III. Неевропейские типы социального кодирования

История нашего европейского социокода есть во многом история замыкания структур социального кодирования на грамматические структуры вполне конкретных языков: флективного греческого для антично-христианского времени (творение мира по слову-логосу, логическая упорядоченность мира и его выразимость в логике понятий); аналитического новоанглийского для нового времени (взаимодействие, причинность); на мета-синтаксические структуры английского, главным образом, языка в наше время (ранговые распределения, ограничения по глубине). Эти замыкания на языковые структуры высокой степени общности создают и поддерживают иллюзию, что так и должно быть, что любой "нормальный" социокод, обеспечивающий воспроизводство социальности и накопление знания, обязан строиться на логико-лингвистическом основании или хотя бы стремиться к такому "развитому" построению.

На этой иллюзии, в частности, и основана лингвистическая относительность. Ведь в самом деле, если поддаться глубоко укоренившемуся в нашем сознании чувству логической упорядоченности мира, чему чуть ли не самоочевидным доказательством служит познаваемость мира, выразимость результатов познания вещных отношений в логике понятий, то немедленно возникает и вопрос: а по какому, собственно, слову, по какой логике сотворен мир? По слову греков? Англичан? Хопи? Единственно последовательно христианским ответом на этот вопрос будет ответ в духе лингвистической относительности: миров столько, сколько языков, и раз уж данная языковая общность преемственно существует, не входя в конфликты с закономерностями окружения и воспроизводя свои социальные институты в смене поколений, ей нет ни малейшего резона считать свой мир и логику этого мира в чем-то ущербными, уступающими мирам и логикам других языковых общностей в совершенстве.

Вместе с тем иллюзорность идеи структурного тождества социокодов не менее самоочевидна. Вряд ли найдется сегодня лингвист или историк, способный без потрясений "вместить" идею разового возникновения языка во всей тонкости и сложности своих структур, включая и структуры высокой степени общности. Образ Афины, в полном вооружении выходящей из головы Зевса, не пользуется сегодня кредитом, да и гефестов молот оглушительных и разовых божественных решений давно вышел из моды. На все сегодня требуется время.

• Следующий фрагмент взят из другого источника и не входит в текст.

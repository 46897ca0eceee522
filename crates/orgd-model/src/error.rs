//! Error types for the org model

/// Errors raised while constructing or parsing model values
#[derive(Debug, Clone, PartialEq, thiserror::Error)]
pub enum ModelError {
    /// Label does not name a known experience tier
    #[error("unknown experience tier: '{0}'")]
    UnknownExperienceTier(String),

    /// Label does not name a known availability state
    #[error("unknown availability status: '{0}'")]
    UnknownAvailability(String),

    /// Label does not name a phase
    #[error("unknown phase: '{0}' (expected 'current' or 'future')")]
    UnknownPhase(String),

    /// Label does not name a transition status
    #[error("unknown transition status: '{0}'")]
    UnknownTransitionStatus(String),

    /// Competency level outside the proficiency scale
    #[error("competency level {level} out of range (expected {min}..={max})")]
    LevelOutOfRange {
        /// Offending level
        level: u8,
        /// Lowest accepted level
        min: u8,
        /// Highest accepted level
        max: u8,
    },

    /// Requirement weight is negative or not finite
    #[error("invalid competency weight: {0}")]
    InvalidWeight(f64),
}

Все сущее обязано стать, иметь историю становления, достаточно глубоко уходящую в прошлое, к "началу". Это относится и к грамматическим структурам языков, к их "категориальным потенциалам", которые без труда обнаруживаются в любом современном языке, но заведомо отсутствовали в их "началах".

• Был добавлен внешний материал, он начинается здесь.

//! End-to-end runs of the command tree against snapshot files

use orgd_cli::{build_cli, run};
use orgd_model::{FactoryId, NodeId, PersonId, Phase};
use orgd_store::{Action, OrgChart, OrgStore, StoreConfig};
use orgd_test_utils::{
    ben_levels, competencies, node, plant_connections, plant_nodes, plant_personnel, plant_roles,
    quality_requirements,
};
use pretty_assertions::assert_eq;
use std::path::{Path, PathBuf};
use tempfile::TempDir;

fn plant_chart() -> OrgChart {
    let mut chart = OrgChart::new()
        .with_roles(plant_roles())
        .with_personnel(plant_personnel())
        .with_nodes(plant_nodes())
        .with_connections(plant_connections());
    chart.competencies = competencies();
    chart
        .role_requirements
        .insert("r-qm".into(), quality_requirements());
    chart.person_levels.insert("p-ben".into(), ben_levels());
    chart
}

/// Writes a two-factory snapshot where the future phase seats Ben on Quality
fn write_snapshot(dir: &TempDir) -> PathBuf {
    let factory = FactoryId::from("plant-a");
    let config = StoreConfig::new().with_factories(["plant-a", "plant-b"]);
    let mut store = OrgStore::new(config, Default::default());
    store
        .replace_chart(&factory, Phase::Current, plant_chart())
        .unwrap();
    store
        .dispatch(
            &factory,
            Phase::Future,
            Action::ClonePhase {
                from: Phase::Current,
                to: Phase::Future,
            },
        )
        .unwrap();
    store
        .dispatch(
            &factory,
            Phase::Future,
            Action::AssignPerson {
                node: NodeId::from("n-quality"),
                person: PersonId::from("p-ben"),
            },
        )
        .unwrap();

    let path = dir.path().join("plant.json");
    store.save_to(&path).unwrap();
    path
}

fn orgd(args: &[&str], snapshot: &Path) -> (bool, String) {
    let mut argv = vec!["orgd"];
    argv.extend_from_slice(args);
    argv.push(snapshot.to_str().unwrap());

    let matches = build_cli().try_get_matches_from(argv).unwrap();
    let mut out = Vec::new();
    let ok = run(&matches, &mut out).unwrap();
    (ok, String::from_utf8(out).unwrap())
}

#[test]
fn summary_reports_plant_a() {
    let dir = tempfile::tempdir().unwrap();
    let snapshot = write_snapshot(&dir);

    let (ok, text) = orgd(&["summary"], &snapshot);
    assert!(ok);
    assert!(text.starts_with("Factory plant-a (current)"), "{text}");
    assert!(text.contains("Nodes: 6 (3 filled, 2 vacant, 1 empty), fill rate 60%"));
    assert!(text.contains("Personnel: 6 (3 assigned, 3 unassigned)"));
    assert!(text.contains("Skill coverage: 44%"));
}

#[test]
fn summary_json_for_future_phase() {
    let dir = tempfile::tempdir().unwrap();
    let snapshot = write_snapshot(&dir);

    let (_, text) = orgd(&["--json", "--phase", "future", "summary"], &snapshot);
    let json: serde_json::Value = serde_json::from_str(&text).unwrap();
    assert_eq!(json["headcount"]["filled"], 4);
    assert_eq!(json["headcount"]["vacant"], 1);
}

#[test]
fn matches_lists_every_vacant_node() {
    let dir = tempfile::tempdir().unwrap();
    let snapshot = write_snapshot(&dir);

    let (ok, text) = orgd(&["matches"], &snapshot);
    assert!(ok);
    assert!(text.contains("Quality (n-quality): 2 potential matches"), "{text}");
    assert!(text.contains("Maintenance (n-maint):"));
}

#[test]
fn matches_json_for_one_node() {
    let dir = tempfile::tempdir().unwrap();
    let snapshot = write_snapshot(&dir);

    let (_, text) = orgd(&["--json", "matches", "--node", "n-quality"], &snapshot);
    let json: serde_json::Value = serde_json::from_str(&text).unwrap();
    let entries = json.as_array().unwrap();
    assert_eq!(entries.len(), 1);
    assert_eq!(entries[0]["node"], "n-quality");
    assert_eq!(entries[0]["potentialMatchCount"], 2);
    assert_eq!(entries[0]["matchedPersonnel"][0]["id"], "p-ben");
}

#[test]
fn matches_rejects_unknown_node() {
    let dir = tempfile::tempdir().unwrap();
    let snapshot = write_snapshot(&dir);

    let matches = build_cli()
        .try_get_matches_from(["orgd", "matches", "--node", "n-ghost", snapshot.to_str().unwrap()])
        .unwrap();
    let err = run(&matches, &mut Vec::new()).unwrap_err();
    assert!(err.to_string().contains("n-ghost"));
}

#[test]
fn gaps_scores_ben_for_quality_lead() {
    let dir = tempfile::tempdir().unwrap();
    let snapshot = write_snapshot(&dir);

    let (ok, text) = orgd(&["gaps", "--person", "p-ben", "--role", "r-qm"], &snapshot);
    assert!(ok);
    assert!(text.starts_with("p-ben for r-qm: 81% (1/2 requirements met)"), "{text}");
    assert!(text.contains("Auditing"));
    assert!(text.contains("essential"));
}

#[test]
fn diff_shows_ben_moving_to_quality() {
    let dir = tempfile::tempdir().unwrap();
    let snapshot = write_snapshot(&dir);

    let (_, text) = orgd(&["--json", "diff"], &snapshot);
    let json: serde_json::Value = serde_json::from_str(&text).unwrap();
    assert_eq!(json["nodes"][0]["node"], "n-quality");
    assert_eq!(json["nodes"][0]["status"], "changed");
    assert_eq!(json["nodes"][0]["personnelAdded"][0], "p-ben");
    assert_eq!(json["moves"][0]["person"], "p-ben");
}

#[test]
fn validate_accepts_clean_snapshot() {
    let dir = tempfile::tempdir().unwrap();
    let snapshot = write_snapshot(&dir);

    let (ok, text) = orgd(&["validate"], &snapshot);
    assert!(ok);
    assert_eq!(text, "ok: snapshot version 1.0\n");
}

#[test]
fn validate_reports_dangling_references() {
    let dir = tempfile::tempdir().unwrap();
    let factory = FactoryId::from("default");
    let mut store = OrgStore::default();
    let mut chart = plant_chart();
    chart.nodes.push(node("n-ghost", "Ghost", &["r-ghost"], &[]));
    store.replace_chart(&factory, Phase::Current, chart).unwrap();
    let path = dir.path().join("dirty.json");
    store.save_to(&path).unwrap();

    let (ok, text) = orgd(&["validate"], &path);
    assert!(!ok);
    assert!(text.contains("default/current:"), "{text}");
    assert!(text.contains("node n-ghost references missing role r-ghost"));
}

#[test]
fn validate_rejects_missing_keys() {
    let dir = tempfile::tempdir().unwrap();
    let path = dir.path().join("broken.json");
    std::fs::write(&path, r#"{"version": "1.0", "personnel": {}}"#).unwrap();

    let (ok, text) = orgd(&["--json", "validate"], &path);
    assert!(!ok);
    let json: serde_json::Value = serde_json::from_str(&text).unwrap();
    assert_eq!(json["valid"], false);
    assert!(json["error"].as_str().unwrap().contains("roles"));
}

#[test]
fn search_filters_personnel() {
    let dir = tempfile::tempdir().unwrap();
    let snapshot = write_snapshot(&dir);

    let (_, text) = orgd(&["--json", "search", "--availability", "available"], &snapshot);
    let json: serde_json::Value = serde_json::from_str(&text).unwrap();
    let names: Vec<&str> = json["personnel"]
        .as_array()
        .unwrap()
        .iter()
        .map(|p| p["name"].as_str().unwrap())
        .collect();
    assert_eq!(names, vec!["Ada Park", "Cai Novak", "Fay Lund"]);
    assert_eq!(json["roles"].as_array().unwrap().len(), 0);
}

#[test]
fn search_text_spans_entities() {
    let dir = tempfile::tempdir().unwrap();
    let snapshot = write_snapshot(&dir);

    let matches = build_cli()
        .try_get_matches_from(["orgd", "search", snapshot.to_str().unwrap(), "quality"])
        .unwrap();
    let mut out = Vec::new();
    assert!(run(&matches, &mut out).unwrap());
    let text = String::from_utf8(out).unwrap();
    assert!(text.contains("role   r-qm"));
    assert!(text.contains("node   n-quality"));
}

#[test]
fn unknown_factory_is_an_error() {
    let dir = tempfile::tempdir().unwrap();
    let snapshot = write_snapshot(&dir);

    let matches = build_cli()
        .try_get_matches_from(["orgd", "--factory", "plant-z", "summary", snapshot.to_str().unwrap()])
        .unwrap();
    let err = run(&matches, &mut Vec::new()).unwrap_err();
    assert!(err.to_string().contains("plant-z"));
}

Можно только гадать, сколько времени требуется языковой общности, чтобы в миллиардных актах речевой деятельности "проявилась" форма, выделились уровни языковых единиц, сложилась та или иная система грамматических правил, в том числе и синтаксических. Ясно, что для подобной стихийной эволюции языковой формы требуются не годы и не десятилетия. С другой стороны, не менее ясно и то, что возникающее общество не может ждать появления развитого категориального потенциала, с тем чтобы построить на его основе "правильный" социокод: для общества достаточно срыва трансляции в одном поколении, чтобы оно погибло и люди вернулись в исходное животное состояние, где каждый сам себе голова и, опираясь на информацию биокода, своими силами строит свою личную историю с весьма проблематичной вероятностью продолжения ее в делах потомков.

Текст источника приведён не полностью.